Orpheus’s lashes lifted. And his eyebrows immediately dropped low as he turned a slow circle. “Where’s all the stuff?”

For the first time since she’d hatched this crazy plan, a sliver of unease slid through Skyla. “In storage somewhere else.”

She watched as he took it all in. The couch and chairs positioned near the fireplace, the bookshelves on the far side of the room that were empty but for a few leather tomes, then past the dark windows to the other side of the room and the king-size bed with its blue comforter and mountain of pillows.

“What is this?” he asked.

Skyla’s stomach tightened with doubt. “Your room. Well, if you want it, I mean.”

When he slanted her a confused look, that unease pushed its way up her chest. She hated that she felt anything but confident. As a Siren, confidence was part of who and what she was. But ever since she’d met Orpheus, that confidence had been wavering. Because his was the first opinion that mattered. “Isadora suggested it, actually. A room of your own. She didn’t think you’d be leaving Gryphon and going back to Argolea anytime soon.”

Her voice trailed off because the whole idea suddenly sounded…lame.

“You did all this?” he asked, looking around again.

“Yes. Well, no, not all of it,” she corrected. “Nick had a couple of his guys help me move boxes and chairs and haul furniture up here.”

“You got Nick to agree to let me stay here?”

“Isadora did.”

He turned to face her, but she couldn’t read his expression. Was he impressed? Angry no one had asked him what he wanted?

He didn’t answer her unasked questions. Instead he crossed the floor, stepped past the bed, and pushed the door on the far wall open. After flipping on the light and glancing around the fancy bathroom she’d been surprised to find behind the door, he switched off the light, then came back and stared at the bed. “Why?”

“Why what?”

“Why did you do this?”

“Because you need a place to unwind.”

“No, why this?” He motioned to the whole room, accentuated by warm burgundy throw rugs and leather furnishings instead of the cold cardboard boxes that had dominated it before. “Why this room?”

Because it meant something to her.
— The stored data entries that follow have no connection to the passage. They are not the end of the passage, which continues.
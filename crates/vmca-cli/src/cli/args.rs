//! Command-line argument definitions using clap.

use std::path::PathBuf;

use clap::{Args, Parser, Subcommand, ValueEnum};
use vmca_core::CertificateStatus;

use crate::output::OutputFormat;

/// VMware Certificate Authority
///
/// Issues X.509 certificates from PKCS#10 requests, tracks revocations and
/// publishes a signed CRL under the data directory.
#[derive(Parser, Debug)]
#[command(name = "vmcad")]
#[command(author, version, about, long_about = None)]
#[command(propagate_version = true)]
pub struct Cli {
    /// Service configuration file
    #[arg(
        short,
        long,
        env = "VMCA_CONFIG",
        default_value = "/etc/vmca/vmca.toml",
        global = true
    )]
    pub config: PathBuf,

    /// Override the configured data directory
    #[arg(long, env = "VMCA_DATA_DIR", global = true)]
    pub data_dir: Option<PathBuf>,

    /// Output format
    #[arg(short, long, global = true, value_enum, default_value_t)]
    pub output: OutputFormat,

    #[command(subcommand)]
    pub command: Commands,
}

#[derive(Subcommand, Debug)]
pub enum Commands {
    /// Keep the CRL fresh until interrupted
    Serve,

    /// Install a CA certificate (bundle) and its private key
    InitRoot(InitRootArgs),

    /// Print the CA certificate and its chain
    GetRoot,

    /// Sign a certificate signing request
    Sign(SignArgs),

    /// Revoke a certificate by PEM file or serial number
    Revoke(RevokeArgs),

    /// List issued certificates
    List(ListArgs),

    /// Check a certificate against this CA
    Verify(VerifyArgs),

    /// Regenerate and publish the CRL now
    GenCrl,

    /// Write the published CRL to a file or stdout
    GetCrl(GetCrlArgs),

    /// Show number, update times and entry count of the published CRL
    CrlInfo,
}

#[derive(Args, Debug)]
pub struct InitRootArgs {
    /// PEM file holding the CA certificate, optionally followed by its chain
    #[arg(long)]
    pub cert: PathBuf,

    /// PEM file holding the CA private key
    #[arg(long)]
    pub key: PathBuf,
}

#[derive(Args, Debug)]
pub struct SignArgs {
    /// PEM-encoded PKCS#10 request
    pub csr: PathBuf,

    /// Start of validity (RFC 3339); defaults to now
    #[arg(long)]
    pub not_before: Option<String>,

    /// End of validity (RFC 3339); overrides --days
    #[arg(long)]
    pub not_after: Option<String>,

    /// Validity in days from the start
    #[arg(long, default_value = "365")]
    pub days: u32,

    /// Write the certificate here instead of stdout
    #[arg(long)]
    pub out: Option<PathBuf>,
}

#[derive(Args, Debug)]
pub struct RevokeArgs {
    /// Certificate PEM file to revoke
    #[arg(long, conflicts_with = "serial", required_unless_present = "serial")]
    pub cert: Option<PathBuf>,

    /// Serial number (hex) to revoke
    #[arg(long)]
    pub serial: Option<String>,

    /// RFC 5280 reason code (0-6, 8-10)
    #[arg(long, default_value = "0")]
    pub reason: u32,
}

#[derive(Args, Debug)]
pub struct ListArgs {
    /// Only certificates with this status
    #[arg(long, value_enum)]
    pub status: Option<StatusFilter>,
}

#[derive(Debug, Clone, Copy, ValueEnum)]
pub enum StatusFilter {
    Active,
    Revoked,
    Expired,
}

impl From<StatusFilter> for CertificateStatus {
    fn from(filter: StatusFilter) -> Self {
        match filter {
            StatusFilter::Active => Self::Active,
            StatusFilter::Revoked => Self::Revoked,
            StatusFilter::Expired => Self::Expired,
        }
    }
}

#[derive(Args, Debug)]
pub struct VerifyArgs {
    /// Certificate PEM file
    pub cert: PathBuf,
}

#[derive(Args, Debug)]
pub struct GetCrlArgs {
    /// Output file; stdout when absent
    #[arg(long)]
    pub out: Option<PathBuf>,
}

#[cfg(test)]
mod tests {
    use super::*;
    use clap::CommandFactory;

    #[test]
    fn test_cli_definition() {
        Cli::command().debug_assert();
    }

    #[test]
    fn test_parse_revoke_by_serial() {
        let cli = Cli::try_parse_from(["vmcad", "revoke", "--serial", "0A1B", "--reason", "1"])
            .unwrap();
        match cli.command {
            Commands::Revoke(args) => {
                assert_eq!(args.serial.as_deref(), Some("0A1B"));
                assert_eq!(args.reason, 1);
                assert!(args.cert.is_none());
            }
            other => panic!("unexpected command {other:?}"),
        }
    }

    #[test]
    fn test_revoke_needs_target() {
        assert!(Cli::try_parse_from(["vmcad", "revoke"]).is_err());
    }

    #[test]
    fn test_sign_defaults() {
        let cli = Cli::try_parse_from(["vmcad", "--data-dir", "/tmp/x", "sign", "req.csr"]).unwrap();
        assert_eq!(cli.data_dir, Some(PathBuf::from("/tmp/x")));
        match cli.command {
            Commands::Sign(args) => {
                assert_eq!(args.days, 365);
                assert!(args.not_before.is_none());
            }
            other => panic!("unexpected command {other:?}"),
        }
    }
}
And she hoped it meant something to him as well.

A lump formed in her throat. She wasn’t sure how to answer. Not without putting her heart on the line. A heart she’d only just rediscovered in the last few days. All because of him.

He crossed back to stand in front of her. “Well?”

She hated that she wanted his approval. More than she’d wanted anyone’s approval before, even Cynurus’s. Though they were technically the same. Gods, none of this made sense, and she especially hated how that made her vulnerable. Vulnerability wasn’t something she had much experience with. “You don’t like it? I told you if you didn’t, you could find a different room downstairs. I was just trying to—”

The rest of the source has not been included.